Norwegian bushcrafter Bjorn Andreas Bull-Hansen says censorship will get worse as Apple CEO calls for more censorship of social media. Of course, Apple CEO Tim Cook has a history of pro-censorship rhetoric; back in 2018 he called it a sin not to attack people with whom you don’t agree and celebrated the banning of users who held disagreeable opinions.

Organic Prepper: Would YOU Be Considered a Domestic Terrorist Under This New Bill?

Robert Wheeler at The Organic Prepper talk about the Domestic Terrorism Prevention Act of 2021 and asks Would YOU Be Considered a Domestic Terrorist Under This New Bill?  If you go looking for the bill, please note that there was a DTPA of 2020 and one for 2019, and 2018, and 2017… so be sure you’re looking at the right one. There are also news articles relating to some of the old acts saying things like “the legislation doesn’t mention MAGA rallies anywhere,” but we currently don’t have text for this years act.

After 9/11, the entire country collectively lost its mind in the throes of fear. During that time, all civil and Constitutional rights were shredded and replaced with the pages of The USA PATRIOT Act.

Almost 20 years later, the U.S. has again lost its collective mind, this time in fear of a “virus” and it’s “super mutations” and a “riot” at the capitol. A lot of people called this and to the surprise of very few, much like after 9/11, Americans are watching what remains of their civil liberties be replaced with a new bill.

The Domestic Terrorism Prevention Act of 2021

The DTPA is essentially the criminalization of speech, expression, and thought. It takes cancel culture a step further and all but outlaws unpopular opinions. This act will empower intelligence, law enforcement, and even military wings of the American ruling class to crack down on individuals adhering to certain belief systems and ideologies.

According to MI Congressman Fred Upton: 

“The attack on the U.S. Capitol earlier this month was the latest example of domestic terrorism, but the threat of domestic terrorism remains very real. We cannot turn a blind eye to it,” Upton said. “The Domestic Terrorism Prevention Act will equip our law enforcement leaders with the tools needed to help keep our homes, families, and communities across the country safe.

Congressman Upton’s website gives the following information on DTPA:

The Domestic Terrorism Prevention Act of 2021 would strengthen the federal government’s efforts to prevent, report on, respond to, and investigate acts of domestic terrorism by authorizing offices dedicated to combating this threat; requiring these offices to regularly assess this threat; and providing training and resources to assist state, local, and tribal law enforcement in addressing it.

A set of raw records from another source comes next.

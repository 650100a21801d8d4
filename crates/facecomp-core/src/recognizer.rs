//! Identity embeddings.
//!
//! The conditioning stage wants one vector per source face and the refiner
//! wants a similarity score between two faces; both come from ArcFace
//! (w600k_r50) run on a landmark-aligned 112×112 crop.

use crate::alignment;
use crate::detector::{DetectorError, FaceDetector, FaceLocator};
use crate::imaging;
use crate::types::{BoundingBox, Embedding};
use image::RgbImage;
use ort::session::Session;
use ort::value::TensorRef;
use std::path::Path;
use thiserror::Error;

// --- Named constants ---
const ARCFACE_CROP: u32 = 112;
const ARCFACE_CENTER: f32 = 127.5;
pub const ARCFACE_EMBEDDING_DIM: usize = 512;
const ARCFACE_MODEL_VERSION: &str = "w600k_r50";

#[derive(Error, Debug)]
pub enum RecognizerError {
    #[error("model file not found: {0} (download w600k_r50.onnx from insightface into the model dir)")]
    ModelNotFound(String),
    #[error("embedding output: {0}")]
    Output(String),
    #[error("face has no landmarks to align on")]
    NoLandmarks,
    #[error("no face found in source image")]
    NoFace,
    #[error("detector: {0}")]
    Detector(#[from] DetectorError),
    #[error("ort: {0}")]
    Ort(#[from] ort::Error),
}

/// Produces the identity vector of the single largest face in an image.
pub trait IdentityExtractor {
    fn extract_identity(&mut self, image: &RgbImage) -> Result<Embedding, RecognizerError>;
}

/// ArcFace embedding network.
pub struct FaceRecognizer {
    session: Session,
}

impl FaceRecognizer {
    pub fn load(model_path: &str) -> Result<Self, RecognizerError> {
        if !Path::new(model_path).exists() {
            return Err(RecognizerError::ModelNotFound(model_path.to_string()));
        }
        let session = Session::builder()?
            .with_intra_threads(2)?
            .commit_from_file(model_path)?;
        tracing::info!(path = model_path, "loaded ArcFace model");
        Ok(Self { session })
    }

    /// Embed `face`, which must carry detector landmarks.
    pub fn extract(&mut self, image: &RgbImage, face: &BoundingBox) -> Result<Embedding, RecognizerError> {
        let landmarks = face.landmarks.as_ref().ok_or(RecognizerError::NoLandmarks)?;
        let (crop, _) = alignment::align_face(image, landmarks, ARCFACE_CROP);
        self.embed_crop(&crop)
    }

    fn embed_crop(&mut self, crop: &RgbImage) -> Result<Embedding, RecognizerError> {
        let input = arcface_input(crop);
        let outputs = self.session.run(ort::inputs![TensorRef::from_array_view(input.view())?])?;
        let (_, raw) = outputs[0]
            .try_extract_tensor::<f32>()
            .map_err(|e| RecognizerError::Output(e.to_string()))?;
        if raw.len() != ARCFACE_EMBEDDING_DIM {
            return Err(RecognizerError::Output(format!(
                "{} values, expected {ARCFACE_EMBEDDING_DIM}",
                raw.len()
            )));
        }
        Ok(Embedding {
            values: unit_length(raw),
            model_version: Some(ARCFACE_MODEL_VERSION.to_string()),
        })
    }
}

/// Pixels mapped to `[-1, 1]` in NCHW order.
fn arcface_input(crop: &RgbImage) -> ndarray::Array4<f32> {
    imaging::rgb_to_nchw(crop, 1.0, [ARCFACE_CENTER; 3], [ARCFACE_CENTER; 3])
}

fn unit_length(raw: &[f32]) -> Vec<f32> {
    let norm = raw.iter().map(|v| v * v).sum::<f32>().sqrt();
    if norm == 0.0 {
        return raw.to_vec();
    }
    raw.iter().map(|v| v / norm).collect()
}

/// Finds the largest face and embeds it.
pub struct FaceIdExtractor {
    detector: FaceDetector,
    recognizer: FaceRecognizer,
}

impl FaceIdExtractor {
    pub fn load(scrfd_path: &str, arcface_path: &str) -> Result<Self, RecognizerError> {
        Ok(Self {
            detector: FaceDetector::load(scrfd_path)?,
            recognizer: FaceRecognizer::load(arcface_path)?,
        })
    }
}

impl IdentityExtractor for FaceIdExtractor {
    fn extract_identity(&mut self, image: &RgbImage) -> Result<Embedding, RecognizerError> {
        let Some(face) = self.detector.largest_face(image)? else {
            return Err(RecognizerError::NoFace);
        };
        tracing::debug!(confidence = face.confidence, width = face.width, "embedding largest face");
        self.recognizer.extract(image, &face)
    }
}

DTPA would authorize three offices, one each within the Department of Homeland Security (DHS), the Department of Justice (DOJ), and the Federal Bureau of Investigation (FBI), to monitor, investigate, and prosecute cases of domestic terrorism. The bill also requires these offices to provide Congress with joint, biannual reports assessing the state of domestic terrorism threats, with a specific focus on white supremacists. Based on the data collected, DTPA requires these offices to focus their resources on the most significant threats.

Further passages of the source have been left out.